Russia to hold major war games
Kremlin denies it is readying invasion plans, tries to calm down Western fears
8 September, 2017
Russia is to hold in the coming days major war exercises that have already stirred unease in many countries in Europe, news wires reported. The Zapad-2017 war games will start on 14 September and will continue until 20 September. They will be held in Belarus, western Russia and Russia's exclave of Kaliningrad, bordering NATO member states Poland, Latvia and Lithuania, as well as Ukraine.
It is namely the drills' location that have led to fears that the Kremlin is preparing for an invasion. In the past, Russia has used such exercises as a precursor or as a cover to project force in other countries such as Georgia and Ukraine, according to experts. Lieutenant General Ben Hodges, the US Army's top general in Europe, said last month that US allies in Eastern Europe and Ukraine were worried the exercises could be a “Trojan horse” aimed at leaving behind military equipment brought into Belarus.

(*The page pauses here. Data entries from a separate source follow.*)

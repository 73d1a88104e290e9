use crate::context::AppContext;
use anyhow::{bail, Context, Result};
use providers::ChatOptions;
use shared::agent::AgentResponse;
use shared::agent_api::{ChatMessage, StreamChunk};
use shared::settings::AiConfig;
use shared::task::{TaskBlock, TaskMode, TaskStatus};
use shared::ClientError;
use std::fs;
use std::io::{self, Write};
use std::path::{Path, PathBuf};
use tokio_util::sync::CancellationToken;

/// Completed exchanges replayed as conversation context.
const HISTORY_TURNS: usize = 10;

#[derive(clap::Args)]
pub struct ChatArgs {
    pub prompt: String,
    /// Ask for a structured edit plan instead of a free-form answer
    #[arg(long)]
    pub agent: bool,
    /// Markdown document to use as context
    #[arg(long)]
    pub doc: Option<PathBuf>,
    /// Document title (defaults to the file name)
    #[arg(long)]
    pub title: Option<String>,
    /// Wait for the whole answer instead of streaming it
    #[arg(long)]
    pub no_stream: bool,
    /// Write agent edits back into --doc
    #[arg(long)]
    pub apply: bool,
}

/// Earlier chat exchanges as alternating user/assistant messages.
fn history_messages(history: &[TaskBlock]) -> Vec<ChatMessage> {
    let completed: Vec<&TaskBlock> = history
        .iter()
        .filter(|t| t.status == TaskStatus::Completed && t.mode != Some(TaskMode::Agent))
        .collect();
    let skip = completed.len().saturating_sub(HISTORY_TURNS);
    completed
        .into_iter()
        .skip(skip)
        .flat_map(|t| {
            [
                ChatMessage::user(t.user_task.clone()),
                ChatMessage::assistant(t.output.clone()),
            ]
        })
        .collect()
}

pub async fn run(ctx: &AppContext, args: ChatArgs) -> Result<()> {
    let config = ctx.ai_store.get_config();
    if !config.is_provider_configured() {
        bail!("No AI provider configured; run `mdassist config set --base-url ... --model ...`");
    }
    config.validate().context("Stored AI config is inconsistent")?;

    let agent_mode = args.agent || config.agent_enabled;
    if args.apply && (!agent_mode || args.doc.is_none()) {
        bail!("--apply needs agent mode and --doc");
    }

    let document = match &args.doc {
        Some(path) => Some(
            fs::read_to_string(path)
                .with_context(|| format!("Failed to read {}", path.display()))?,
        ),
        None => None,
    };

    let mut options = if agent_mode {
        ChatOptions::agent()
    } else {
        ChatOptions::default()
    };
    if let Some(content) = &document {
        if !config.doc_context_enabled {
            tracing::warn!("document context is disabled; enable it with `config set --doc-context true`");
        }
        let title = args.title.clone().or_else(|| {
            args.doc
                .as_ref()
                .and_then(|p| p.file_stem())
                .map(|s| s.to_string_lossy().into_owned())
        });
        options = options.with_document(title.as_deref(), content);
    }

    let mut messages = if agent_mode {
        Vec::new()
    } else {
        history_messages(&ctx.ai_store.get_chat_history())
    };
    messages.push(ChatMessage::user(args.prompt.clone()));

    let mode = if agent_mode {
        TaskMode::Agent
    } else {
        TaskMode::Chat
    };
    let mut task = TaskBlock::new(args.prompt.clone(), mode);
    task.start();
    ctx.ai_store.record_task(&task)?;

    if args.no_stream {
        complete_once(ctx, &config, &messages, &options, &mut task).await;
    } else {
        complete_streaming(ctx, config.clone(), messages, options, &mut task).await?;
    }
    ctx.ai_store.record_task(&task)?;

    if task.status == TaskStatus::Error {
        bail!("{}", task.output);
    }

    if agent_mode {
        match task.agent_response.clone() {
            Some(response) => {
                report_plan(&response);
                if args.apply {
                    if let (Some(path), Some(doc)) = (&args.doc, &document) {
                        apply_plan(response, doc, path)?;
                    }
                }
            }
            None => tracing::info!("reply did not contain an edit plan"),
        }
    }
    Ok(())
}

async fn complete_once(
    ctx: &AppContext,
    config: &AiConfig,
    messages: &[ChatMessage],
    options: &ChatOptions,
    task: &mut TaskBlock,
) {
    let cancel = CancellationToken::new();
    let result = tokio::select! {
        result = ctx.llm.chat(config, messages, options, &cancel) => result,
        _ = tokio::signal::ctrl_c() => {
            cancel.cancel();
            Err(ClientError::Cancelled)
        }
    };
    match result {
        Ok(response) => {
            let content = response.first_content().unwrap_or_default();
            if task.mode != Some(TaskMode::Agent) {
                println!("{}", content);
            }
            task.absorb(&StreamChunk::Content(content.to_string()));
            task.complete();
        }
        Err(e) => task.fail(&e.to_string()),
    }
}

async fn complete_streaming(
    ctx: &AppContext,
    config: AiConfig,
    messages: Vec<ChatMessage>,
    options: ChatOptions,
    task: &mut TaskBlock,
) -> Result<()> {
    let echo = task.mode != Some(TaskMode::Agent);
    let mut stream = ctx.llm.spawn_chat_stream(config, messages, options);
    let mut stdout = io::stdout();

    loop {
        let chunk = tokio::select! {
            chunk = stream.next() => chunk,
            _ = tokio::signal::ctrl_c() => {
                stream.cancel();
                None
            }
        };
        let Some(chunk) = chunk else { break };
        match &chunk {
            StreamChunk::Content(text) if echo => {
                write!(stdout, "{}", text)?;
                stdout.flush()?;
            }
            StreamChunk::Reasoning(text) => eprint!("{}", text),
            _ => {}
        }
        task.absorb(&chunk);
        if chunk.is_terminal() {
            break;
        }
    }
    if echo {
        writeln!(stdout)?;
    }

    if !task.is_finished() {
        task.fail(&ClientError::Cancelled.to_string());
    }
    Ok(())
}

fn report_plan(response: &AgentResponse) {
    for (i, step) in response.plan.iter().enumerate() {
        println!("{}. {}", i + 1, step);
    }
    for change in &response.changes {
        println!("- {:?} at {}", change.change_type, change.position);
    }
    if !response.explanation.is_empty() {
        println!("{}", response.explanation);
    }
}

fn apply_plan(mut response: AgentResponse, doc: &str, path: &Path) -> Result<()> {
    let (edited, failures) = response.apply_all(doc);
    for (index, err) in &failures {
        eprintln!("change {} skipped: {}", index + 1, err);
    }
    if response.applied_count() == 0 {
        bail!("None of the proposed changes could be applied");
    }
    fs::write(path, edited).with_context(|| format!("Failed to write {}", path.display()))?;
    println!(
        "Applied {} of {} changes to {}",
        response.applied_count(),
        response.changes.len(),
        path.display()
    );
    Ok(())
}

NATO Secretary General Jens Stoltenberg, who has warned that “substantially more” troops may take part than will be officially divulged, said last week the alliance would be watching closely. Amid several eastern European states' claims that the drills pose a threat to their security even before the war games have even started, NATO decided to send its experts to observe the exercise, Stoltenberg pointed out. The decision comes following invitations from Russia and Belarus. Meanwhile, Ukraine announced it has strengthened control over borders at all sectors due to the Zapad-2017 exercises.
On its part, Moscow tried to calm fears, pointing out that the drill would be purely defensive and would simulate repelling an attack by extremist groups. Last week, Russian Deputy Defence Minister Alexander Fomin told Western military attaches in Moscow the West had nothing to fear. “Some people are even going as far as to say that the Zapad-2017 exercises will be used as a springboard to invade and occupy Lithuania, Poland or Ukraine,” he pointed out. “Not a single one of these paradoxical versions has anything to do with reality.” Fomin went even further by calling suggestions that Russia posed a threat to anyone “myths”. Adding that the drills were routine and conducted with ally Belarus every two years.
Moscow says almost 13,000 Russian and Belarussian servicemen will take part, as well as around 70 planes and helicopters. Almost 700 pieces of military hardware will be deployed, including almost 250 tanks, 10 ships and various artillery and rocket systems. Russia said the scale of the exercise was in line with international rules. With less than 13,000 troops, international observation of the drills was not mandatory, it said.
Speaking in Minsk, Belarussian Deputy Defence Minister Oleg Belokonev said any troops and equipment brought into Belarus for the war games would be withdrawn afterwards. But Belarusians are worried Russian troops might stay. Mykola Statkevich, a prominent Belarusian opposition leader, was jailed for two weeks last Saturday for organising protests against the war games.